I was freshly divorced, and she had sworn off dating after a string of bad boyfriends, so neither of us wanted a relationship but we quickly abandoned that as we both realized a vibrant and beautiful connection was blooming. She said “I met my equal” and I realized I’ve never actually been in love before - never experienced true love - until her.
We had a great year or so - even with 6 hours long distance, while she finished a degree in Louisiana and I was teaching in Texas. Lots of great conversations, trips, sex. We had values alignment (no kids, live simply, politics, desire to travel), adventure, shared backstory, so much compatibility and passion. Even though I’m a companion person in general, finding her made me realize that it can’t be just any companion - it has to be “the one” and she is the one. She feels the same way, though she is a more naturally independent person.
I began to notice a difference in early 2023 (about 1.5 years in). She came back from a long solo trip, and she seemed more annoyed by me, less interested in our relationship, no desire for intimacy without a lot of convincing. She’s colder, more distant - but I give her space and time, and I don't bring it up until summer. By then, I've spiraled in my brain to believe she doesn’t want to be with me. I confront her with this, and she says me that's not the case - says she got overwhelmed with school/work full time and burned out. She remains cold, irritable, and non-attentive to me or our partnership. She said she has no time/space for herself and feels she's lost her connection to herself (because of school/work, not b/c of me). This checks out, as she's a super independent girly - but our relationship had become the collateral of this as well. I give it more time, giver her space/patient/support as she continues thru her degree and work and long distance. The spark and passion were gone, it didn't seem like she wanted me at all, didn't seem like our relationship was important, and I feel so lonely. All the while I'm being supportive of her (sending food to her place when I know she has a late study/work night and forgets to eat, doing her chores when I'd visit her, etc.). Yet I feel little/nothing back from her.
I break down in early fall and essentially almost end it. Told her in no uncertain terms that I cannot feel this lonely, unloved, neglected, and without intimacy and vulnerability from her. Basically she had become a shell of herself. She noticed it too. And when I broke down, she told me she would understand if I chose myself and left her - understood that she'd not been a good partner. She asks for more time/patience. As I said, she's lost connection to self, burnout, "Survival mode," etc.
Early 2024 she moves into my place in TX, so she can do the unpaid internship part of her degree. I cover rent (happily) and she works PT to cover the split of other expenses. We both assume this is when it will get better - we're not long distance, we can build routines, etc. But it's still awful. She drifts farther, turns into herself more, and neglects me more.

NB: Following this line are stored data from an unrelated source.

use crate::adapters::search::GOOGLE_CUSTOM_SEARCH_ENDPOINT;
use crate::adapters::supabase::DEFAULT_TABLE;
use crate::core::pipeline::MAX_SEARCH_RESULTS;
use crate::core::ConfigProvider;
use crate::utils::error::{Result, RoadmapError};
use crate::utils::validation::{self, Validate};
use serde::{Deserialize, Serialize};
use std::path::Path;
use std::time::Duration;

const DEFAULT_TIMEOUT_SECONDS: u64 = 10;
const DEFAULT_OUTPUT_PATH: &str = "./roadmaps";

#[derive(Debug, Clone, Serialize, Deserialize)]
pub struct TomlConfig {
    #[serde(default)]
    pub pipeline: PipelineConfig,
    pub search: SearchConfig,
    pub storage: StorageConfig,
}

#[derive(Debug, Clone, Serialize, Deserialize)]
pub struct PipelineConfig {
    pub name: String,
}

impl Default for PipelineConfig {
    fn default() -> Self {
        Self {
            name: "roadmap".to_string(),
        }
    }
}

#[derive(Debug, Clone, Serialize, Deserialize)]
pub struct SearchConfig {
    #[serde(default = "default_search_endpoint")]
    pub endpoint: String,
    pub api_key: String,
    pub engine_id: String,
    pub max_results: Option<usize>,
    pub timeout_seconds: Option<u64>,
}

#[derive(Debug, Clone, Copy, PartialEq, Eq, Serialize, Deserialize)]
#[serde(rename_all = "lowercase")]
pub enum StorageKind {
    Local,
    Supabase,
}

#[derive(Debug, Clone, Serialize, Deserialize)]
pub struct StorageConfig {
    pub r#type: StorageKind,
    pub path: Option<String>,
    pub url: Option<String>,
    pub api_key: Option<String>,
    pub table: Option<String>,
    pub timeout_seconds: Option<u64>,
}

fn default_search_endpoint() -> String {
    GOOGLE_CUSTOM_SEARCH_ENDPOINT.to_string()
}

impl TomlConfig {
    /// Load the configuration from a TOML file.
    pub fn from_file<P: AsRef<Path>>(path: P) -> Result<Self> {
        let content = std::fs::read_to_string(&path)?;
        Self::from_toml_str(&content)
    }

    /// Parse a TOML string, substituting `${VAR}` references first.
    pub fn from_toml_str(content: &str) -> Result<Self> {
        let processed_content = Self::substitute_env_vars(content)?;

        toml::from_str(&processed_content).map_err(|e| RoadmapError::ConfigError {
            message: format!("TOML parsing error: {}", e),
        })
    }

    /// Build from the environment: GOOGLE_API_KEY, SEARCH_ENGINE_ID and, when
    /// SUPABASE_URL is set, the Supabase store. Otherwise records go to
    /// ROADMAP_OUTPUT_PATH on local disk.
    pub fn from_env() -> Result<Self> {
        let env = |name: &str| std::env::var(name).ok().filter(|v| !v.trim().is_empty());

        let search = SearchConfig {
            endpoint: env("SEARCH_ENDPOINT").unwrap_or_else(default_search_endpoint),
            api_key: env("GOOGLE_API_KEY").unwrap_or_default(),
            engine_id: env("SEARCH_ENGINE_ID").unwrap_or_default(),
            max_results: None,
            timeout_seconds: None,
        };

        let storage = match env("SUPABASE_URL") {
            Some(url) => StorageConfig {
                r#type: StorageKind::Supabase,
                path: None,
                url: Some(url),
                api_key: env("SUPABASE_ANON_KEY"),
                table: env("SUPABASE_TABLE"),
                timeout_seconds: None,
            },
            None => StorageConfig {
                r#type: StorageKind::Local,
                path: env("ROADMAP_OUTPUT_PATH"),
                url: None,
                api_key: None,
                table: None,
                timeout_seconds: None,
            },
        };

        Ok(Self {
            pipeline: PipelineConfig::default(),
            search,
            storage,
        })
    }

    fn substitute_env_vars(content: &str) -> Result<String> {
        use regex::Regex;
        let re = Regex::new(r"\$\{([^}]+)\}").map_err(|e| RoadmapError::ConfigError {
            message: e.to_string(),
        })?;

        let result = re.replace_all(content, |caps: &regex::Captures| {
            let var_name = &caps[1];
            std::env::var(var_name).unwrap_or_else(|_| format!("${{{}}}", var_name))
        });

        Ok(result.to_string())
    }

    pub fn output_path(&self) -> &str {
        self.storage.path.as_deref().unwrap_or(DEFAULT_OUTPUT_PATH)
    }

    pub fn table(&self) -> &str {
        self.storage.table.as_deref().unwrap_or(DEFAULT_TABLE)
    }

    pub fn validate_config(&self) -> Result<()> {
        validation::validate_non_empty_string("pipeline.name", &self.pipeline.name)?;
        validation::validate_url("search.endpoint", &self.search.endpoint)?;
        validation::validate_secret("search.api_key", &self.search.api_key)?;
        validation::validate_secret("search.engine_id", &self.search.engine_id)?;

        if let Some(max_results) = self.search.max_results {
            validation::validate_range("search.max_results", max_results, 1, MAX_SEARCH_RESULTS)?;
        }
        if let Some(timeout) = self.search.timeout_seconds {
            validation::validate_range("search.timeout_seconds", timeout, 1, 300)?;
        }
        if let Some(timeout) = self.storage.timeout_seconds {
            validation::validate_range("storage.timeout_seconds", timeout, 1, 300)?;
        }

        match self.storage.r#type {
            StorageKind::Local => {
                validation::validate_path("storage.path", self.output_path())?;
            }
            StorageKind::Supabase => {
                let url = validation::validate_required_field("storage.url", &self.storage.url)?;
                validation::validate_url("storage.url", url)?;
                let key =
                    validation::validate_required_field("storage.api_key", &self.storage.api_key)?;
                validation::validate_secret("storage.api_key", key)?;
                validation::validate_non_empty_string("storage.table", self.table())?;
            }
        }

        tracing::debug!(
            "Configuration valid (search key: {}, storage: {:?})",
            if self.search.api_key.is_empty() { "not set" } else { "set" },
            self.storage.r#type
        );
        Ok(())
    }
}

impl ConfigProvider for TomlConfig {
    fn search_endpoint(&self) -> &str {
        &self.search.endpoint
    }

    fn search_api_key(&self) -> &str {
        &self.search.api_key
    }

    fn search_engine_id(&self) -> &str {
        &self.search.engine_id
    }

    fn max_results(&self) -> usize {
        self.search.max_results.unwrap_or(MAX_SEARCH_RESULTS)
    }

    fn search_timeout(&self) -> Duration {
        Duration::from_secs(self.search.timeout_seconds.unwrap_or(DEFAULT_TIMEOUT_SECONDS))
    }

    fn persist_timeout(&self) -> Duration {
        Duration::from_secs(self.storage.timeout_seconds.unwrap_or(DEFAULT_TIMEOUT_SECONDS))
    }
}

impl Validate for TomlConfig {
    fn validate(&self) -> Result<()> {
        self.validate_config()
    }
}

#[cfg(test)]
mod tests {
    use super::*;
    use std::io::Write;
    use tempfile::NamedTempFile;

    #[test]
    fn test_parse_local_config() {
        let toml_content = r#"
[pipeline]
name = "career-roadmaps"

[search]
api_key = "key-123"
engine_id = "cx-456"
max_results = 5
timeout_seconds = 3

[storage]
type = "local"
path = "./test-output"
"#;

        let config = TomlConfig::from_toml_str(toml_content).unwrap();

        assert_eq!(config.pipeline.name, "career-roadmaps");
        assert_eq!(config.search.endpoint, GOOGLE_CUSTOM_SEARCH_ENDPOINT);
        assert_eq!(config.max_results(), 5);
        assert_eq!(config.search_timeout(), Duration::from_secs(3));
        assert_eq!(config.persist_timeout(), Duration::from_secs(10));
        assert_eq!(config.storage.r#type, StorageKind::Local);
        assert_eq!(config.output_path(), "./test-output");
        assert!(config.validate().is_ok());
    }

    #[test]
    fn test_env_var_substitution() {
        std::env::set_var("ROADMAP_TEST_SUPABASE_KEY", "anon-secret");

        let toml_content = r#"
[search]
api_key = "k"
engine_id = "cx"

[storage]
type = "supabase"
url = "https://project.supabase.co"
api_key = "${ROADMAP_TEST_SUPABASE_KEY}"
"#;

        let config = TomlConfig::from_toml_str(toml_content).unwrap();
        assert_eq!(config.storage.api_key.as_deref(), Some("anon-secret"));
        assert_eq!(config.table(), "user_roadmaps");
        assert!(config.validate().is_ok());

        std::env::remove_var("ROADMAP_TEST_SUPABASE_KEY");
    }

    #[test]
    fn test_unset_secret_fails_validation() {
        let toml_content = r#"
[search]
api_key = "${ROADMAP_TEST_UNSET_VARIABLE}"
engine_id = "cx"

[storage]
type = "local"
"#;

        let config = TomlConfig::from_toml_str(toml_content).unwrap();
        let err = config.validate().unwrap_err();
        assert!(matches!(err, RoadmapError::MissingConfigError { ref field } if field == "search.api_key"));
    }

    #[test]
    fn test_supabase_requires_url() {
        let toml_content = r#"
[search]
api_key = "k"
engine_id = "cx"

[storage]
type = "supabase"
api_key = "anon"
"#;

        let config = TomlConfig::from_toml_str(toml_content).unwrap();
        assert!(config.validate().is_err());
    }

    #[test]
    fn test_max_results_above_provider_limit_rejected() {
        let toml_content = r#"
[search]
api_key = "k"
engine_id = "cx"
max_results = 25

[storage]
type = "local"
"#;

        let config = TomlConfig::from_toml_str(toml_content).unwrap();
        assert!(config.validate().is_err());
    }

    #[test]
    fn test_config_from_file() {
        let mut temp_file = NamedTempFile::new().unwrap();

        let toml_content = r#"
[pipeline]
name = "file-test"

[search]
endpoint = "http://localhost:9000/search"
api_key = "k"
engine_id = "cx"

[storage]
type = "local"
"#;

        temp_file.write_all(toml_content.as_bytes()).unwrap();

        let config = TomlConfig::from_file(temp_file.path()).unwrap();
        assert_eq!(config.pipeline.name, "file-test");
        assert_eq!(config.search_endpoint(), "http://localhost:9000/search");
        assert_eq!(config.output_path(), "./roadmaps");
    }

    #[test]
    fn test_invalid_toml_is_config_error() {
        let err = TomlConfig::from_toml_str("[search\napi_key = ").unwrap_err();
        assert!(matches!(err, RoadmapError::ConfigError { .. }));
    }
}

Summer 2024 we move to Seattle. I quit my teaching job, now doing an easy basic WFH job so my brain/body can heal from 10 years teaching. She gets a job in her new field with the degree. Again, we hope getting settled and finding routines will help us rebuild our passion and connection. It does not. She's stressed all the time about her job, I do almost all the chores so she can have space to rest and be by herself. She hardly opens up to me / shows vulnerability.
We are in a cycle of me being sad all the time because I've been feeling this way for almost 2 years - with no change from her. And she says she feels guilty b/c she knows she hurt me so much. Yet, nothing changes. She recently admits she's probably depressed. This makes a lot of sense and explains things - turning into herself rather than taking refuge in our relationship. Intimacy. Communication, etc.

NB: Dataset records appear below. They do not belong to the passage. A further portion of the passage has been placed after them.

pub mod engine;
pub mod guard;
pub mod pipeline;
pub mod query;
pub mod transform;

pub use crate::domain::model::{
    CommitReceipt, LearnerProfile, RoadmapRecord, RoadmapStep, SearchResult,
};
pub use crate::domain::ports::{
    ConfigProvider, RecordStore, SearchGateway, SearchRequest, Storage,
};
pub use crate::utils::error::Result;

I want to stick with it, but I have felt sad and lonely and neglected by her for years. Meanwhile I've tried everything to make her life easier, give her space to heal and re-connect with herself, etc. And it's all been to my detriment. I'm emotional and very loving and affectionate, so I cry all the time which probably doesn't help. But it's the pain of sitting next to this person who used to love me so much and now it feels like she doesn't.
She says the relationship "drains her" which is why she's so joyful and has energy around our friends, yet none for me. I don't know what to make of this, because I drained myself being a caretaker in many ways the past few years - on top of a very draining teaching job, I still made her the priority. I get that she burned out and is in "survival mode." I'm empathetic to that, but being a one-sided relationship for so long has almost made me not really care anymore what the "excuses" are. I love her and I want her to be happy, but this has taken an immense toll on me.
I don’t want to be sad all the time. Like I said, I believe (believed?) she's the one, but I shouldn't have to beg for love and partnership. I can understand her pain, burnout, depression, and loss of self AND I deserve a thriving and passionate relationship like we once had.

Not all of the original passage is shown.